今回は、造船所内で経理事務の業務に従事し、胸膜中皮腫を発症され治療されたAさんの事例をみていきます。
目次
被災者の造船所内のアスベストばく露歴
被災者のAさんは昭和30年代中頃から昭和40年代中頃まで、三井造船玉野工場内に事務所を置くK社において経理事務の業務に従事していました。その後、約2年間はIHI石播工場内相生出張所で経理事務の他、工事見積や契約等の現場事務もおこなっていました。工事見積の際、マスクをせずに毎日のように機関室やボイラー室、船底の作業現場に立ち入っていました。
東京の事業所に移動後は月に数日程度、三井造船千葉事業所へ出張し、経理事務の業務に従事していました。船内には、機関室、エンジンルーム、ボイラー室など高熱になる機器があるために、壁には石綿が吹き付けられ、ボイラーの配管や高圧パイプの周囲に石綿が巻き付けられていました。Aさん以外の作業員には、塗装をするために壁面や機器の石綿を剥がして塗装作業をおこなっていることもありました。三井造船千葉事業所への出張時は、石綿が使われていた船内に立ち入ったり、作業時に石綿が付着していたと考えられる作業員と同じ事務所スペースで経理事務の業務に従事していました。
労災の認定にあたって東京・上野労働基準監督署は、三井造船千葉事業所での石綿ばく露しか認定しませんでしたが、三井造船玉野事業所や石川島播磨(現・IHI)相生事業所においてもAさんは船内に出入りしていたことはもちろん、事業所全体のホコリの量がすごかったことを憶えていました。
造船業で広がるアスベスト被害
造船および、船内等での修理作業については、アスベスト被害の中では建設業についで被害を多く出している業種です。一般的に船内では、鉄骨の石綿吹付材や隔壁の石綿含有ボード、配管やボイラーに使用された石綿含有保温材などが使用されてきました。英国の造船所を対象にした1970年当時の研究では、船底のアスベスト関連作業で石綿が飛散して、船内上部にも粉じんが流れていき、直接石綿ばく露作業をしていない労働者も石綿ばく露をしてしまう実態が明らかになっています。
日本で、石綿被害が代表的に発生している造船所は、三菱重工業・長崎造船所、石川島播磨重工業(現・IHI)・呉造船所、三井造船・玉野造船所、三菱重工業および川崎重工業・神戸造船所、住友重機工業・横須賀造船所、米軍横須賀基地などがあります。
1948年に三菱重工横浜造船所に入社された元労働者の証言として次のようなものもあります。
その頃は軍の船だから電気室とかとエンジン室は密閉されてんだよ。出入り口が一つしかない。
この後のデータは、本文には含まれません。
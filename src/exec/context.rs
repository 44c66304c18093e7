// src/exec/context.rs

use std::fmt;
use std::path::{Path, PathBuf};
use std::sync::{Arc, Mutex};

use crate::config::BuildConfig;
use crate::fs::{FileSystem, RealFileSystem};
use crate::livesync::LiveSyncHandle;

/// Everything a build action needs, constructed once per process and shared
/// read-only (behind an `Arc`) by every action.
#[derive(Clone)]
pub struct BuildContext {
    /// Project root; relative config paths are resolved against it.
    pub root: PathBuf,
    pub config: BuildConfig,
    pub fs: Arc<dyn FileSystem>,
    /// Present in watch mode when `sync` is enabled.
    pub live_sync: Option<LiveSyncHandle>,
    /// Source files rewritten by the build itself (lint autofix).
    pub source_writes: SourceWrites,
}

/// Shared log of source files the build rewrote, drained by the watcher so
/// its own writes do not count as edits.
#[derive(Debug, Clone, Default)]
pub struct SourceWrites(Arc<Mutex<Vec<PathBuf>>>);

impl SourceWrites {
    pub fn record(&self, path: impl Into<PathBuf>) {
        let mut paths = match self.0.lock() {
            Ok(guard) => guard,
            Err(poisoned) => poisoned.into_inner(),
        };
        paths.push(path.into());
    }

    /// Everything recorded since the last call.
    pub fn take(&self) -> Vec<PathBuf> {
        let mut paths = match self.0.lock() {
            Ok(guard) => guard,
            Err(poisoned) => poisoned.into_inner(),
        };
        std::mem::take(&mut *paths)
    }
}

impl fmt::Debug for BuildContext {
    fn fmt(&self, f: &mut fmt::Formatter<'_>) -> fmt::Result {
        f.debug_struct("BuildContext")
            .field("root", &self.root)
            .field("live_sync", &self.live_sync.is_some())
            .finish_non_exhaustive()
    }
}

impl BuildContext {
    pub fn new(root: impl Into<PathBuf>, config: BuildConfig, fs: Arc<dyn FileSystem>) -> Self {
        Self {
            root: root.into(),
            config,
            fs,
            live_sync: None,
            source_writes: SourceWrites::default(),
        }
    }

    /// Context on the real filesystem.
    pub fn on_disk(root: impl Into<PathBuf>, config: BuildConfig) -> Self {
        Self::new(root, config, Arc::new(RealFileSystem))
    }

    pub fn with_live_sync(mut self, handle: LiveSyncHandle) -> Self {
        self.live_sync = Some(handle);
        self
    }

    /// Resolve a configured path against the project root.
    pub fn resolve(&self, configured: &str) -> PathBuf {
        normalize(&self.root.join(configured))
    }

    pub fn style_src_dir(&self) -> PathBuf {
        self.resolve(&self.config.src.style_path)
    }

    pub fn script_src_dir(&self) -> PathBuf {
        self.resolve(&self.config.src.script_path)
    }

    pub fn packages_dir(&self) -> PathBuf {
        self.resolve(&self.config.packages_path)
    }

    pub fn css_dest_dir(&self) -> PathBuf {
        self.resolve(&self.config.dist.css_path)
    }

    pub fn script_dest_dir(&self) -> PathBuf {
        self.resolve(&self.config.dist.script_path)
    }

    pub fn font_dest_dir(&self) -> PathBuf {
        self.resolve(&self.config.dist.font_path)
    }

    pub fn vendor_font_dir(&self) -> PathBuf {
        self.vendor_dir(&self.config.vendor.font_path)
    }

    pub fn vendor_style_dir(&self) -> PathBuf {
        self.vendor_dir(&self.config.vendor.style_path)
    }

    pub fn vendor_script_dir(&self) -> PathBuf {
        self.vendor_dir(&self.config.vendor.script_path)
    }

    /// Vendor sub-paths are written with a leading `/` but always live
    /// inside the packages directory.
    fn vendor_dir(&self, sub_path: &str) -> PathBuf {
        normalize(&self.packages_dir().join(sub_path.trim_start_matches(['/', '\\'])))
    }
}

/// Drop interior `.` components (`/a/./b` -> `/a/b`).
fn normalize(path: &Path) -> PathBuf {
    path.components().collect()
}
だから、隣の部屋に行くには垂直のタラップを上がってまた隣のハッチから降りて行くような感じで、環境は悪いし、船の中は熱いところはパイプにアスベストが巻いてあって、ボイラーとかに作業に入ると、粉じんの出場所がないから粉じんがもうもうとしているわけ。
出典:神奈川労災職業病センター インタビュー 三菱重工横浜造船所元従業員 吉村宏さん
造船所の周辺にも広がるアスベスト被害
岡山労災病院の岸本卓巳医師の研究によれば、呉共済病院と国立呉病院(現・呉医療センター)での、1977年から93年にかけて中皮腫と診断された31人のうち、12名は戦前・戦中の海軍工廠での軍艦建造に関わる被害であったが、中には造船所から500メートル以内に居住していた主婦の中皮腫被害もあったことが確認されています。この主婦も家族もアスベストを扱う作業には一切従事していなかったことから、造船所から大気中に飛散したアスベストばく露が原因と考えられています。